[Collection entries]
---+---

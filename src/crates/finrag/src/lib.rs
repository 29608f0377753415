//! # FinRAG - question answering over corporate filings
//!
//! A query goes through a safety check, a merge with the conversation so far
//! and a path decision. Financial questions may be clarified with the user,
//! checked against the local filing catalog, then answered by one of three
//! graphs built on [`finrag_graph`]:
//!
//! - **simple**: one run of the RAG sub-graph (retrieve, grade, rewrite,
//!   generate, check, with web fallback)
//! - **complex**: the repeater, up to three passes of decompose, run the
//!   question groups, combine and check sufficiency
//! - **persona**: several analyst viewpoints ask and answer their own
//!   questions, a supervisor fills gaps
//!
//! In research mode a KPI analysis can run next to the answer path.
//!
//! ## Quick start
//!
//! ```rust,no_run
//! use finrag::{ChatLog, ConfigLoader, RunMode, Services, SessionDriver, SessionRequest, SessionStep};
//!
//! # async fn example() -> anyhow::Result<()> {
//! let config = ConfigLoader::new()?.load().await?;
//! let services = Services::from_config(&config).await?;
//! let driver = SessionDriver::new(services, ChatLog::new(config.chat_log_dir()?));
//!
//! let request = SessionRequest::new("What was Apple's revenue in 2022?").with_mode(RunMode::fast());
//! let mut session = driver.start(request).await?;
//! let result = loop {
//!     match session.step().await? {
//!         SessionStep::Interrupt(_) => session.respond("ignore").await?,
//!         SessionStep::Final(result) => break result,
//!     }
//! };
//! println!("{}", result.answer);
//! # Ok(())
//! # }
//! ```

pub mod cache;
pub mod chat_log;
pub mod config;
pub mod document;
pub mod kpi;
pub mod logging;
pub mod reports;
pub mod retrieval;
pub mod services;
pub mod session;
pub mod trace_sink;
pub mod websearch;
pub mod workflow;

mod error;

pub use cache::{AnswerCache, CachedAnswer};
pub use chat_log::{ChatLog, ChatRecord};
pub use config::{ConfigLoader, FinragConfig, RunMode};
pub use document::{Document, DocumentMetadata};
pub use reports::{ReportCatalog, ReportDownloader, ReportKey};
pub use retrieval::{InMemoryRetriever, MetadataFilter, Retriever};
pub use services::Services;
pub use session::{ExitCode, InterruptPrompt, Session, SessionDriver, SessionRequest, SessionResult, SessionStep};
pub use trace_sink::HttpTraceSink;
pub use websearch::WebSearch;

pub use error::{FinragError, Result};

---+---

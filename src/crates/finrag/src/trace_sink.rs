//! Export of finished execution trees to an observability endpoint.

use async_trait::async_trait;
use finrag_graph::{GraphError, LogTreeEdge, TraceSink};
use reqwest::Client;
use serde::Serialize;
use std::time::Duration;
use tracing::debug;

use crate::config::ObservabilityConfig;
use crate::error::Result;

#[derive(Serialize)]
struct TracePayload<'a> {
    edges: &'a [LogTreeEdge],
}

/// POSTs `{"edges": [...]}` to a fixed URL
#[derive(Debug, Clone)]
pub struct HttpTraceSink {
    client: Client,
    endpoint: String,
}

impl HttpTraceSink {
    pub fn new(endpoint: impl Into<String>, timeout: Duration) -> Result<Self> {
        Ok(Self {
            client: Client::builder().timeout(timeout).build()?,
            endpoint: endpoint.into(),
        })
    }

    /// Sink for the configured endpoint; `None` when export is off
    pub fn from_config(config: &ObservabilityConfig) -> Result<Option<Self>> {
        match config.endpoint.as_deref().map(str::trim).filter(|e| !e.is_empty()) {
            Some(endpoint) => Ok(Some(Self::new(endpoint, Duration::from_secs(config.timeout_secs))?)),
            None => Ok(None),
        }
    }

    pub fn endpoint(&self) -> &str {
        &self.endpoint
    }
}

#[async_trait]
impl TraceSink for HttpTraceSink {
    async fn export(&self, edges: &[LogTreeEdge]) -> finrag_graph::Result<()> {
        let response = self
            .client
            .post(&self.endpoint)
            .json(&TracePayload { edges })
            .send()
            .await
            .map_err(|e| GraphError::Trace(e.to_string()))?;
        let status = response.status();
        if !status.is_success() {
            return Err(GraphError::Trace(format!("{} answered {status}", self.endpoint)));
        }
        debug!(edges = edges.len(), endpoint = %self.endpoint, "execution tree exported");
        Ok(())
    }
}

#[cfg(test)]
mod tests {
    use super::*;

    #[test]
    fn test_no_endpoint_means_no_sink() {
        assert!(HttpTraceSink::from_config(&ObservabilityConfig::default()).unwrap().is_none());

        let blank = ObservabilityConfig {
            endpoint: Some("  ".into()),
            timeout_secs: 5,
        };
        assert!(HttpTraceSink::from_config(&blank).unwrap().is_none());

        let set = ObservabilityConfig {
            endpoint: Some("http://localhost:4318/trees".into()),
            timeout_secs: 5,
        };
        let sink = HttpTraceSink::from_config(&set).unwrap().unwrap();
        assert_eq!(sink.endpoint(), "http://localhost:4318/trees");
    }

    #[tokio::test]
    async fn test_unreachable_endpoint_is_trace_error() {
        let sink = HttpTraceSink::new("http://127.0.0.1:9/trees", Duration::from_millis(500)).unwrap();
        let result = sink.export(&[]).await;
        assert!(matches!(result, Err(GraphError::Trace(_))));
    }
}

---+---

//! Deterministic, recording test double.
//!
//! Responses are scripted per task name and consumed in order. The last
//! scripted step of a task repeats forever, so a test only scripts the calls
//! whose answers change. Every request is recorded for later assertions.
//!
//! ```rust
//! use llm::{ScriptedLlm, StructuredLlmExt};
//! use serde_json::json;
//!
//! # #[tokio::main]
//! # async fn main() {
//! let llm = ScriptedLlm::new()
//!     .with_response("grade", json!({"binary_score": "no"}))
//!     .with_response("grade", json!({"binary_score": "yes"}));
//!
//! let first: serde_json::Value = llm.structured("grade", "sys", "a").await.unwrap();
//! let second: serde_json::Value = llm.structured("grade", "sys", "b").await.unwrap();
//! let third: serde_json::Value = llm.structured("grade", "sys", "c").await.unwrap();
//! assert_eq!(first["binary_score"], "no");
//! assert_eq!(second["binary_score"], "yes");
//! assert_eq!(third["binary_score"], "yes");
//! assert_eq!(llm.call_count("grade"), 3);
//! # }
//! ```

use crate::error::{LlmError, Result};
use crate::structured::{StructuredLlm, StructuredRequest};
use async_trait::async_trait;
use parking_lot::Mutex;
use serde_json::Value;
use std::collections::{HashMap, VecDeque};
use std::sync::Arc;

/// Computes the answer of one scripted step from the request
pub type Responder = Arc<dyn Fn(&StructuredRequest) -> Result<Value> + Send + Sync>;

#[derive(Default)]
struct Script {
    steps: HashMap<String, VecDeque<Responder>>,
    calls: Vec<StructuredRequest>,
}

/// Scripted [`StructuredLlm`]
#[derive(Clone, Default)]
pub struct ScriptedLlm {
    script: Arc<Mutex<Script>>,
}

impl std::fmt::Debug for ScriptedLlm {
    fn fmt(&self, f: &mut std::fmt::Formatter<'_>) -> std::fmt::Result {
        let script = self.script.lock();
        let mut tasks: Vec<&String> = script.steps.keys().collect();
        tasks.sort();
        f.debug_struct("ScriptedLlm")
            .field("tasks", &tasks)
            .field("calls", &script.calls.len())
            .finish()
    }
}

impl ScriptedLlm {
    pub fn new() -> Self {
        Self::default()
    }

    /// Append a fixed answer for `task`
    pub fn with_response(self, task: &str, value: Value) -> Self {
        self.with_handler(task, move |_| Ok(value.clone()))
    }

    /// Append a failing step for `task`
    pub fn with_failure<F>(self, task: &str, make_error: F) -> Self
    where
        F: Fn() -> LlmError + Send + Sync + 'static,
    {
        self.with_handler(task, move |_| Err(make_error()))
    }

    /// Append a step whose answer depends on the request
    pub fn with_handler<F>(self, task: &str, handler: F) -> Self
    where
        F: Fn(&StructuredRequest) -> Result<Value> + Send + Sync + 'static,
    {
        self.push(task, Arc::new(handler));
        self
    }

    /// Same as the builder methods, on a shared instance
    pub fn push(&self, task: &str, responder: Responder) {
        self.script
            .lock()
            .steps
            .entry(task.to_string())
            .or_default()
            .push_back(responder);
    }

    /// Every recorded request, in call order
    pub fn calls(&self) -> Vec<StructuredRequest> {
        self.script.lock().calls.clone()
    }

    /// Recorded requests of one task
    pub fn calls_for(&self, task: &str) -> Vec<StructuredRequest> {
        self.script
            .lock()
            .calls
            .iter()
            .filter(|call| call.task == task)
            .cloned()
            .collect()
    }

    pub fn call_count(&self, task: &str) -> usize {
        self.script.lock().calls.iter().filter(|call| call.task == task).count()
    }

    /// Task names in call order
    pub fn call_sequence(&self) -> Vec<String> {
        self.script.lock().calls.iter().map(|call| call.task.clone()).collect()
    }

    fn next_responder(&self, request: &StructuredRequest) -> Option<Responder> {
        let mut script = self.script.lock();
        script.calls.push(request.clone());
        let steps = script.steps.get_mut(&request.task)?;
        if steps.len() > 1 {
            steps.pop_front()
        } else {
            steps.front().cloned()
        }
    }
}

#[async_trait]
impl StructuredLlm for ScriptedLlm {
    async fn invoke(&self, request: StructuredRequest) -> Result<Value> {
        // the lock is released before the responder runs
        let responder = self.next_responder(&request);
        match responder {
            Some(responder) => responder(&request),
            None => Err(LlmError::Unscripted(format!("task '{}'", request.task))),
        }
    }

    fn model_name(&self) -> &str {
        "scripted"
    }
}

---+---

TRY IT:
List all lines from the entries that include the word "iter".

RESPONSE AREA:
            .iter()
        self.script.lock().calls.iter().filter(|call| call.task == task).count()
        self.script.lock().calls.iter().map(|call| call.task.clone()).collect()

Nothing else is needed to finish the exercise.